Effects of TEA on rheological property and hydration performance of lithium slag-cement composite binder

Effects of triethanolamine (TEA) on rheological property and hydration performance of lithium slag (LS) composite binder were analyzed. The rheological property was characterized via the parameters of viscosity and yield stress measured by rheometer. Hydration process was studied through hydration heat via hydration calorimeter, hydrates trait was investigated by X-ray diffractometer (XRD), differential scanning calorimeter (DSC) as well as thermogravimetry (TG), pore structure was measured via mip mercury pressure (MIP), and microstructure as well as morphology of hydrated matrix was analyzed via scanning electron microscope (SEM) equiped with energy dispersive X-ray spectroscopy (EDX). Results showed that influence of TEA on hydration of LS composite binder was highly correlated with its content. Proper amount of TEA (0.06%-0.08%) enhanced the dissolution of Si4+ and Al3+ ions from LS minerals, contributing to promoted pozzolanic reaction of LS to produce higher amount of hydration products, resulting in denser microstructure of hardened matrix with refined pore structure with less macro-pores and more gel pores, which led to increased mechanical strength of LS-cement mortar. Moreover, the promoted dissolution of Si4+ and Al3+ ions from LS led to decreased Ca/Si and Ca/(Si + Al) atom ratios as well as increasd Al/Si atom ratio in hydration products.

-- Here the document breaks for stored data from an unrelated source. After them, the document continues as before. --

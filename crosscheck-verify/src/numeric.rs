//! Quantity extraction, normalization, and consistency checking.
//!
//! Financial/market claims routinely state a range ("$400–$800") while the
//! evidence states a different but overlapping one ("$400–$600"), so the
//! consistency check falls back to interval semantics when exact fuzzy
//! matching fails. Naive set-equality over-penalizes legitimate paraphrase.

use crate::types::NumericCheck;
use crosscheck_common::VerifyConfig;
use regex::Regex;
use std::sync::OnceLock;

/// One alternation, ordered so the most specific branch wins at each
/// position (rust-regex alternations prefer earlier branches):
/// currency+magnitude, percentage, bare magnitude, thousands-separated,
/// decimal, 4+ digit integer (which covers years).
fn number_pattern() -> &'static Regex {
    static RE: OnceLock<Regex> = OnceLock::new();
    RE.get_or_init(|| {
        Regex::new(
            r"(?x)
            \$\s?\d[\d,]*(?:\.\d+)?(?:\s?(?:trillion|billion|million|thousand)\b|[tbmk]\b)?
            | \d[\d,]*(?:\.\d+)?\s?%
            | \d[\d,]*(?:\.\d+)?\s?(?:trillion|billion|million|thousand)\b
            | \d{1,3}(?:,\d{3})+(?:\.\d+)?
            | \d+\.\d+
            | \d{4,}
            ",
        )
        .expect("number pattern")
    })
}

/// Pull quantities out of free text as de-duplicated lowercase raw matches.
/// Empty or number-free text yields an empty list; never fails.
pub fn extract_numbers(text: &str) -> Vec<String> {
    if text.trim().is_empty() {
        return Vec::new();
    }

    let lowered = text.to_lowercase();
    let mut out: Vec<String> = Vec::new();
    for m in number_pattern().find_iter(&lowered) {
        let raw = m.as_str().trim().to_string();
        if !out.contains(&raw) {
            out.push(raw);
        }
    }
    out
}

const MAGNITUDES: [(&str, f64); 8] = [
    ("trillion", 1e12),
    ("billion", 1e9),
    ("million", 1e6),
    ("thousand", 1e3),
    ("t", 1e12),
    ("b", 1e9),
    ("m", 1e6),
    ("k", 1e3),
];

/// Normalize one raw quantity string to a comparable floating value.
///
/// Currency symbols and thousands separators are stripped; `%` values stay
/// unscaled (`"18.5%"` → `18.5`); magnitude suffixes multiply
/// (`"$96.8 billion"` → `9.68e10`). Empty, whitespace-only, symbol-only, or
/// non-numeric input yields `None`.
pub fn normalize_number(raw: &str) -> Option<f64> {
    let trimmed = raw.trim().to_lowercase();
    if trimmed.is_empty() {
        return None;
    }

    if let Some(body) = trimmed.strip_suffix('%') {
        return parse_numeric(body);
    }

    let mut body = trimmed.as_str();
    let mut multiplier = 1.0f64;
    for (suffix, mult) in MAGNITUDES {
        if let Some(prefix) = body.strip_suffix(suffix) {
            body = prefix;
            multiplier = mult;
            break;
        }
    }

    parse_numeric(body).map(|v| v * multiplier)
}

fn parse_numeric(s: &str) -> Option<f64> {
    let cleaned: String = s
        .trim()
        .trim_start_matches(['$', '£', '€'])
        .chars()
        .filter(|c| *c != ',')
        .collect();
    let cleaned = cleaned.trim();
    if cleaned.is_empty() {
        return None;
    }
    cleaned.parse::<f64>().ok()
}

/// A bare 4-digit token reading as a plausible year. Years are identifiers,
/// not magnitudes, so the consistency check skips them.
fn is_year(raw: &str) -> bool {
    let s = raw.trim();
    s.len() == 4
        && s.bytes().all(|b| b.is_ascii_digit())
        && (s.starts_with("19") || s.starts_with("20"))
}

fn fuzzy_match(claim_value: f64, evidence_value: f64, percentage: bool, cfg: &VerifyConfig) -> bool {
    if percentage {
        return (claim_value - evidence_value).abs() <= cfg.percent_tolerance;
    }
    if claim_value == evidence_value {
        return true;
    }
    let denom = claim_value.abs().max(evidence_value.abs());
    denom > 0.0 && (claim_value - evidence_value).abs() / denom <= cfg.ratio_tolerance
}

fn roughly_equal(a: f64, b: f64, tolerance: f64) -> bool {
    if a == b {
        return true;
    }
    let denom = a.abs().max(b.abs());
    denom > 0.0 && (a - b).abs() / denom <= tolerance
}

fn sorted_non_year_values(raws: &[String]) -> Vec<f64> {
    let mut values: Vec<f64> = raws
        .iter()
        .filter(|r| !is_year(r))
        .filter_map(|r| normalize_number(r))
        .filter(|v| v.is_finite())
        .collect();
    values.sort_by(f64::total_cmp);
    values
}

/// Compare the numbers found in a claim against those in its evidence.
///
/// Strict pass first: every non-year claim number must fuzzy-match some
/// evidence number. Failing that, interval semantics over the sorted
/// non-year values of each side: range overlap with a roughly-shared
/// endpoint, containment of a single claim value, or reverse containment of
/// a single evidence value.
pub fn check_numeric_consistency(
    claim_numbers: &[String],
    evidence_numbers: &[String],
    cfg: &VerifyConfig,
) -> NumericCheck {
    let verdict = |is_match: bool| NumericCheck {
        claim_numbers: claim_numbers.to_vec(),
        evidence_numbers: evidence_numbers.to_vec(),
        is_match,
    };

    // A claim with no numbers cannot be numerically contradicted.
    if claim_numbers.is_empty() {
        return verdict(true);
    }

    let evidence_values: Vec<f64> = evidence_numbers
        .iter()
        .filter_map(|r| normalize_number(r))
        .collect();

    let strict_ok = claim_numbers.iter().all(|raw| {
        if is_year(raw) {
            return true;
        }
        let Some(value) = normalize_number(raw) else {
            return true;
        };
        let percentage = raw.trim().ends_with('%');
        evidence_values
            .iter()
            .any(|&ev| fuzzy_match(value, ev, percentage, cfg))
    });
    if strict_ok {
        return verdict(true);
    }

    let claim_values = sorted_non_year_values(claim_numbers);
    let ev_values = sorted_non_year_values(evidence_numbers);

    if claim_values.len() >= 2 && ev_values.len() >= 2 {
        let (c_min, c_max) = (claim_values[0], *claim_values.last().expect("non-empty"));
        let (e_min, e_max) = (ev_values[0], *ev_values.last().expect("non-empty"));
        let overlap = c_min <= e_max && e_min <= c_max;
        let shared_endpoint = roughly_equal(c_min, e_min, cfg.range_endpoint_tolerance)
            || roughly_equal(c_max, e_max, cfg.range_endpoint_tolerance);
        return verdict(overlap && shared_endpoint);
    }

    if ev_values.len() >= 2 && claim_values.len() == 1 {
        let c = claim_values[0];
        return verdict(ev_values[0] <= c && c <= *ev_values.last().expect("non-empty"));
    }

    if claim_values.len() >= 2 && ev_values.len() == 1 {
        let e = ev_values[0];
        return verdict(claim_values[0] <= e && e <= *claim_values.last().expect("non-empty"));
    }

    verdict(false)
}

#[cfg(test)]
mod tests {
    use super::*;

    fn cfg() -> VerifyConfig {
        VerifyConfig::default()
    }

    fn strs(raws: &[&str]) -> Vec<String> {
        raws.iter().map(|s| s.to_string()).collect()
    }

    #[test]
    fn extracts_currency_percent_and_years() {
        let nums = extract_numbers("Revenue grew 18.5% to $96.8 billion in 2023.");
        assert_eq!(nums, vec!["18.5%", "$96.8 billion", "2023"]);
    }

    #[test]
    fn extracts_thousands_separated_and_decimals() {
        let nums = extract_numbers("Shipments hit 1,234,567 units at 3.75 per unit.");
        assert_eq!(nums, vec!["1,234,567", "3.75"]);
    }

    #[test]
    fn extraction_dedupes_and_handles_empty() {
        assert_eq!(
            extract_numbers("$400 versus $400 and $800"),
            vec!["$400", "$800"]
        );
        assert!(extract_numbers("").is_empty());
        assert!(extract_numbers("no digits here").is_empty());
    }

    #[test]
    fn normalizes_magnitudes() {
        assert_eq!(normalize_number("$96.8 billion"), Some(96.8e9));
        assert_eq!(normalize_number("3.2 million"), Some(3.2e6));
        assert_eq!(normalize_number("$1.5b"), Some(1.5e9));
        assert_eq!(normalize_number("40k"), Some(40_000.0));
        assert_eq!(normalize_number("2 trillion"), Some(2e12));
    }

    #[test]
    fn percentages_stay_unscaled() {
        assert_eq!(normalize_number("18.5%"), Some(18.5));
        assert_eq!(normalize_number("7%"), Some(7.0));
    }

    #[test]
    fn normalize_rejects_junk() {
        assert_eq!(normalize_number(""), None);
        assert_eq!(normalize_number("   "), None);
        assert_eq!(normalize_number("$"), None);
        assert_eq!(normalize_number("%"), None);
        assert_eq!(normalize_number("about"), None);
    }

    #[test]
    fn normalize_strips_separators() {
        assert_eq!(normalize_number("$5,000"), Some(5000.0));
        assert_eq!(normalize_number("1,234,567"), Some(1_234_567.0));
    }

    #[test]
    fn exact_values_match_and_distant_values_do_not() {
        assert!(check_numeric_consistency(&strs(&["100"]), &strs(&["100"]), &cfg()).is_match);
        assert!(!check_numeric_consistency(&strs(&["15"]), &strs(&["25"]), &cfg()).is_match);
    }

    #[test]
    fn overlapping_ranges_with_shared_minimum_match() {
        let check = check_numeric_consistency(&strs(&["400", "800"]), &strs(&["400", "600"]), &cfg());
        assert!(check.is_match);
    }

    #[test]
    fn disjoint_ranges_do_not_match() {
        let check = check_numeric_consistency(&strs(&["400", "800"]), &strs(&["900", "950"]), &cfg());
        assert!(!check.is_match);
    }

    #[test]
    fn single_claim_value_inside_evidence_range_matches() {
        let check = check_numeric_consistency(&strs(&["500"]), &strs(&["400", "600"]), &cfg());
        assert!(check.is_match);
    }

    #[test]
    fn single_evidence_value_inside_claim_range_matches() {
        let check = check_numeric_consistency(&strs(&["400", "600"]), &strs(&["500"]), &cfg());
        assert!(check.is_match);
    }

    #[test]
    fn years_are_skipped_in_strict_pass() {
        let check = check_numeric_consistency(&strs(&["2023", "18.5%"]), &strs(&["18.3%"]), &cfg());
        assert!(check.is_match);
    }

    #[test]
    fn percent_tolerance_is_absolute() {
        assert!(check_numeric_consistency(&strs(&["18.5%"]), &strs(&["18.9%"]), &cfg()).is_match);
        assert!(!check_numeric_consistency(&strs(&["18.5%"]), &strs(&["19.5%"]), &cfg()).is_match);
    }

    #[test]
    fn no_claim_numbers_is_vacuously_consistent() {
        assert!(check_numeric_consistency(&[], &strs(&["42.0"]), &cfg()).is_match);
    }

    #[test]
    fn magnitude_words_compare_against_suffix_forms() {
        let check =
            check_numeric_consistency(&strs(&["$96.8 billion"]), &strs(&["$96.8b"]), &cfg());
        assert!(check.is_match);
    }
}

However, excessive amount of TEA (0.1%-0.2%) significantly delayed the hydration process of LS composite binder and impaired growth trend of the early mechanical performance of LS composite binder.

Automated summary

The effects of triethanolamine (TEA) on the rheological properties and hydration performance of lithium slag (LS) composite binder were examined. Proper amounts of TEA enhanced dissolution of Si4+ and Al3+ ions, promoting pozzolanic reactions and resulting in denser microstructure and increased mechanical strength, while excessive amounts delayed the hydration process and impaired early mechanical performance.